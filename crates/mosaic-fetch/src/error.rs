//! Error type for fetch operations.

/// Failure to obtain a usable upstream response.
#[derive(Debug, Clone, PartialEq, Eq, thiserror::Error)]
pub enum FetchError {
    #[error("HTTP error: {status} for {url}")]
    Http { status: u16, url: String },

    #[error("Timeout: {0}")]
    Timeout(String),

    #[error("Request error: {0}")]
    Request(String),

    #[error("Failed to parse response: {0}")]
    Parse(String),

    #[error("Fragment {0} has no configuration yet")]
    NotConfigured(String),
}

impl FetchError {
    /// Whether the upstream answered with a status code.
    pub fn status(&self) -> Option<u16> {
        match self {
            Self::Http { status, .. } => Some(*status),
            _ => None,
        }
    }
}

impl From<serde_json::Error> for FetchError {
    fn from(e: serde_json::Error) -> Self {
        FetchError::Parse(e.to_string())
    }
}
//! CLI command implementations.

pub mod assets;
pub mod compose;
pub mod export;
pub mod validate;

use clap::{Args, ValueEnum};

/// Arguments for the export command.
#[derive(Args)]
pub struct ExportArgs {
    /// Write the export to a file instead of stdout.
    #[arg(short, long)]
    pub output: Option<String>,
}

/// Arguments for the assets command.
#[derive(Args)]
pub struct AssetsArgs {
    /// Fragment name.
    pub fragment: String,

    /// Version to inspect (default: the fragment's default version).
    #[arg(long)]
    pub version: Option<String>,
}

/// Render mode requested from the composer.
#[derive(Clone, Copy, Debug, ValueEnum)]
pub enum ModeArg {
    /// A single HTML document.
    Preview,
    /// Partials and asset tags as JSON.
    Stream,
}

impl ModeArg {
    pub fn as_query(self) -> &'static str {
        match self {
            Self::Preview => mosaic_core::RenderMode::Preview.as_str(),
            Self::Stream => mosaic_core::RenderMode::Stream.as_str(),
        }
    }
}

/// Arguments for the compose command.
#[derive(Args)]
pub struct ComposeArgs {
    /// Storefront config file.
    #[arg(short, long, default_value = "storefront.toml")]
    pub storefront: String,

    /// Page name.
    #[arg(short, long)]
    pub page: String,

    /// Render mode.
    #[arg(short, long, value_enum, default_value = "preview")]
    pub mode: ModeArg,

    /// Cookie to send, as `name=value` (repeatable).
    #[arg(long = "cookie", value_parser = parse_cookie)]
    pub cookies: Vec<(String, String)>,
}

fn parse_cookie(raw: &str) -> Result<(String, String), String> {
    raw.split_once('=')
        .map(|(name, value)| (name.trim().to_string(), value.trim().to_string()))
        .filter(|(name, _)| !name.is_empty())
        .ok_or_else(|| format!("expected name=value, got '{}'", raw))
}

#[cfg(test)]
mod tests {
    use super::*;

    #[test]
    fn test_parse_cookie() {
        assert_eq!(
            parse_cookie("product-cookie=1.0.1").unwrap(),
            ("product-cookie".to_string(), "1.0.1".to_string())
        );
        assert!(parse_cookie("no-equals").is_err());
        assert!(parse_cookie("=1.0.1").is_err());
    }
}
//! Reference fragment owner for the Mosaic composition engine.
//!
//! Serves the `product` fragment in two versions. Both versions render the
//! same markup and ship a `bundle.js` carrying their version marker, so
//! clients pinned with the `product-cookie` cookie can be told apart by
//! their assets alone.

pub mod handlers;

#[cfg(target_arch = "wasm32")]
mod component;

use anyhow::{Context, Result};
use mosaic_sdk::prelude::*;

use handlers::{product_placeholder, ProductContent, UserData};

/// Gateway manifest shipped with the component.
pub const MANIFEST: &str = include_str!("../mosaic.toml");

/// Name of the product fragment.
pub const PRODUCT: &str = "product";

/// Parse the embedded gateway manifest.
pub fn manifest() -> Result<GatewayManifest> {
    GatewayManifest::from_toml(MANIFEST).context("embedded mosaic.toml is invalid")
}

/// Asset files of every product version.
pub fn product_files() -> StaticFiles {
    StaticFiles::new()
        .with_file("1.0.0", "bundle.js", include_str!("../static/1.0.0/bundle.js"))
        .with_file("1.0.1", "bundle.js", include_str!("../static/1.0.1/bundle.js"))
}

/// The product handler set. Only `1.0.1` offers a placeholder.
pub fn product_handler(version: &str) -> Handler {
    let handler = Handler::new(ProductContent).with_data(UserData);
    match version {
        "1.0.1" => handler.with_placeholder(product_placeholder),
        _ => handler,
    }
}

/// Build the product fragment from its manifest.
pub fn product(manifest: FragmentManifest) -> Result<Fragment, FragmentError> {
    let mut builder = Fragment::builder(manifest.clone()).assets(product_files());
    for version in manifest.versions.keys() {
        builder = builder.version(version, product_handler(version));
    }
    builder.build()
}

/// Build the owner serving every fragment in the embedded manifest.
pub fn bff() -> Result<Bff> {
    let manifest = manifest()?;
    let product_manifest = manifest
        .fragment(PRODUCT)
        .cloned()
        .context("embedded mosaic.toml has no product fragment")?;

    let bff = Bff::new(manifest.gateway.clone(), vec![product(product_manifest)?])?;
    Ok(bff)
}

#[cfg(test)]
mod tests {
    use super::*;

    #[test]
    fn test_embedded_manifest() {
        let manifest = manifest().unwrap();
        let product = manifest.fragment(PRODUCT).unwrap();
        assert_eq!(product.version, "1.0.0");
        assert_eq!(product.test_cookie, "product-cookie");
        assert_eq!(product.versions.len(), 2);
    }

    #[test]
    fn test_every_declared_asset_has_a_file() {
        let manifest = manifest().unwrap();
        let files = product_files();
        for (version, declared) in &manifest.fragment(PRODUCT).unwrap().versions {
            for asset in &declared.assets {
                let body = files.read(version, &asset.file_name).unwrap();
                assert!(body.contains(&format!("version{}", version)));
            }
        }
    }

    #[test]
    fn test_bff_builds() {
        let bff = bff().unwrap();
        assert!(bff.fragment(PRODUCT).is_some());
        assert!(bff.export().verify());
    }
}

━━━━

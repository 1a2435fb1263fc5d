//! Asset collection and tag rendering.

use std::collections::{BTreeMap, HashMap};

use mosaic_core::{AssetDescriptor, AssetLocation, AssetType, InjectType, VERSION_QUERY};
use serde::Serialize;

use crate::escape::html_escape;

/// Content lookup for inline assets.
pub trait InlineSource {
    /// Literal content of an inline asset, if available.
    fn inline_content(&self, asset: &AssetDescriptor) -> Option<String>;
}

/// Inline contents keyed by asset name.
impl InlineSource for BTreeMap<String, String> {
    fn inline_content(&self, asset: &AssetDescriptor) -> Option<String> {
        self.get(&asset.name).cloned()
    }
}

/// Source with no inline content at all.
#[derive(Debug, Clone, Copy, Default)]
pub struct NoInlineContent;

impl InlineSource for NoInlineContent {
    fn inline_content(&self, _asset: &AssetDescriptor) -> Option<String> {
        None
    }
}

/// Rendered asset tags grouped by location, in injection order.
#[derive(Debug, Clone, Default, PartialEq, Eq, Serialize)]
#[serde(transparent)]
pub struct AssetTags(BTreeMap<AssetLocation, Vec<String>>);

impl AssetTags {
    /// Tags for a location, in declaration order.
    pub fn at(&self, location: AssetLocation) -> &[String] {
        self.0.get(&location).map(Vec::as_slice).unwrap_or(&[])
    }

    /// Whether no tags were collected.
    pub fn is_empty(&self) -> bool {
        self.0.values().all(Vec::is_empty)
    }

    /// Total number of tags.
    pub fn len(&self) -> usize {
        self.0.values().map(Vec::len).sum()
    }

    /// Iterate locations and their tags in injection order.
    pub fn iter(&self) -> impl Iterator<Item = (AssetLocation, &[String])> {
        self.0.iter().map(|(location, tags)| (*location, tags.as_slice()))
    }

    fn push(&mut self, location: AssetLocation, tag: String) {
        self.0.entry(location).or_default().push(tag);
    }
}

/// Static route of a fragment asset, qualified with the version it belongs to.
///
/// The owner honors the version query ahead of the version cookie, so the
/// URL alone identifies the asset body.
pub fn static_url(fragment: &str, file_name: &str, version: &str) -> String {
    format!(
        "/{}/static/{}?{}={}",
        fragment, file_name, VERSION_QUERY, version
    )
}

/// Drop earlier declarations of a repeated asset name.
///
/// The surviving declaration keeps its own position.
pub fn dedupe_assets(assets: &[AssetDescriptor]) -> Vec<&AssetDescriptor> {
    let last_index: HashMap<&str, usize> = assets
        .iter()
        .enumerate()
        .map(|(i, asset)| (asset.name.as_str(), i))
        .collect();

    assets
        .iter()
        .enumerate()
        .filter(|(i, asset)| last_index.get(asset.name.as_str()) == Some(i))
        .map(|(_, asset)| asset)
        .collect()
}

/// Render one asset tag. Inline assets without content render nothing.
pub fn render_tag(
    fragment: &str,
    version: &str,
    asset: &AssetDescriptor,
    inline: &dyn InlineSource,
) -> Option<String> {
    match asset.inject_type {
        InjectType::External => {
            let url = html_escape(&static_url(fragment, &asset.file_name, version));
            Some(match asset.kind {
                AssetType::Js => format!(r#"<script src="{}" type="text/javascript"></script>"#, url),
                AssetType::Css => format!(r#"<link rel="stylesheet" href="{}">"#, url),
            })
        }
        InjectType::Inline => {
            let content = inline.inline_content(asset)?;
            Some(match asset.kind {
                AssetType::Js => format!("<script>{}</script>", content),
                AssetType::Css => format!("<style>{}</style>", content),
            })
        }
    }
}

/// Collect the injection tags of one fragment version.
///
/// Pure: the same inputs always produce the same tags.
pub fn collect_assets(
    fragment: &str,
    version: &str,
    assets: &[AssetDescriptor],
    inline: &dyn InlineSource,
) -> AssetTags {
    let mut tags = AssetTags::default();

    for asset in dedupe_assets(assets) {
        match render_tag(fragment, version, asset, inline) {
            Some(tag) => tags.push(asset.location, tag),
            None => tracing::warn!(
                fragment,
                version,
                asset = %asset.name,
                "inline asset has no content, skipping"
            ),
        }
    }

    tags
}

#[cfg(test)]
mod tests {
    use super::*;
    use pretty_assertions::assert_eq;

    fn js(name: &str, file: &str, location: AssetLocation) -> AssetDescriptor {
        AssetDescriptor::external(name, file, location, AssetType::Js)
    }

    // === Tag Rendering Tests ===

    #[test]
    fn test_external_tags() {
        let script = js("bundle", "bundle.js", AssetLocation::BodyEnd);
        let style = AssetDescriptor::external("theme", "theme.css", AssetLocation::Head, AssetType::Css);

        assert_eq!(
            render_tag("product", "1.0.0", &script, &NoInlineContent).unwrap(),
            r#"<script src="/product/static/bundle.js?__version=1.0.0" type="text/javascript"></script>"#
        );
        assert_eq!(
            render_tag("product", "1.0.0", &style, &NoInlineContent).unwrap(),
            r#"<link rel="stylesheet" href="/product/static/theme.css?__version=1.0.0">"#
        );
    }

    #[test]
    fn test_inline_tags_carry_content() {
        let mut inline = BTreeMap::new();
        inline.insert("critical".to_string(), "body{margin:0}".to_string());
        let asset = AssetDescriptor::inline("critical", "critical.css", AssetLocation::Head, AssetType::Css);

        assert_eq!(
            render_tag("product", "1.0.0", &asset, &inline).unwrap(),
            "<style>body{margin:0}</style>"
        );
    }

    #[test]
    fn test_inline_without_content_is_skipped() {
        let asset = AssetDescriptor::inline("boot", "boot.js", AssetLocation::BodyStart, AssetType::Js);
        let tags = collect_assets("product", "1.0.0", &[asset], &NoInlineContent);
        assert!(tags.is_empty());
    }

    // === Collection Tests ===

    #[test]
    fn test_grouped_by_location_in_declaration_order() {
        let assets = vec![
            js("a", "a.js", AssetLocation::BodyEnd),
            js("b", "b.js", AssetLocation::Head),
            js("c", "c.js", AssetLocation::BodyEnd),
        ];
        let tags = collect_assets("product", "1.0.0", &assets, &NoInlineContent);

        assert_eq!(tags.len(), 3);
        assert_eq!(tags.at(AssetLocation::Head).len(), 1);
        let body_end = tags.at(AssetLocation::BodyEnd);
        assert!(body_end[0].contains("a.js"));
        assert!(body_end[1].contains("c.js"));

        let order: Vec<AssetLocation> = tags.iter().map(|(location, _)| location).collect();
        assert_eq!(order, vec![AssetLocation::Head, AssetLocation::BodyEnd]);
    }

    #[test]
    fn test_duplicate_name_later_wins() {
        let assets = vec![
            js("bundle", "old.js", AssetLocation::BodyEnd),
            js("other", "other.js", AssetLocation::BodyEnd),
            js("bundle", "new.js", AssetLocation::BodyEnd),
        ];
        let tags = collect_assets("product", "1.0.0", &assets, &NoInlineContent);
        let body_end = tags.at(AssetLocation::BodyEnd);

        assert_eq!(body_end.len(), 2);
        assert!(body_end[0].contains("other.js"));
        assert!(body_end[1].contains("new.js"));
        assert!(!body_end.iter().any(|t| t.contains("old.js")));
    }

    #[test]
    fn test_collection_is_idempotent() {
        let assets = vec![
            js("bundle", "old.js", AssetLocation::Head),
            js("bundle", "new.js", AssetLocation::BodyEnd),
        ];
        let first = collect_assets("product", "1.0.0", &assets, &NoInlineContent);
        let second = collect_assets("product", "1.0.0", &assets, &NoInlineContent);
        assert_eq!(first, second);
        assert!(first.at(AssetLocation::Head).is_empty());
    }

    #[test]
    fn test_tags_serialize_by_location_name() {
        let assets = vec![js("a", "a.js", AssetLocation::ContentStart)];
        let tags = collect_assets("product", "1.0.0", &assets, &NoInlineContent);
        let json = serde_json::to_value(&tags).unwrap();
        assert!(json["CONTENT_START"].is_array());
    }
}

━━━━

■ **What you should do**: Look above for the line containing "offers a placeholder.". Output from there through the line containing "pub fn product(manifest: FragmentManifest)", exactly and inclusively.

■ **Exercise response**:
/// The product handler set. Only `1.0.1` offers a placeholder.
pub fn product_handler(version: &str) -> Handler {
    let handler = Handler::new(ProductContent).with_data(UserData);
    match version {
        "1.0.1" => handler.with_placeholder(product_placeholder),
        _ => handler,
    }
}

/// Build the product fragment from its manifest.
pub fn product(manifest: FragmentManifest) -> Result<Fragment, FragmentError> {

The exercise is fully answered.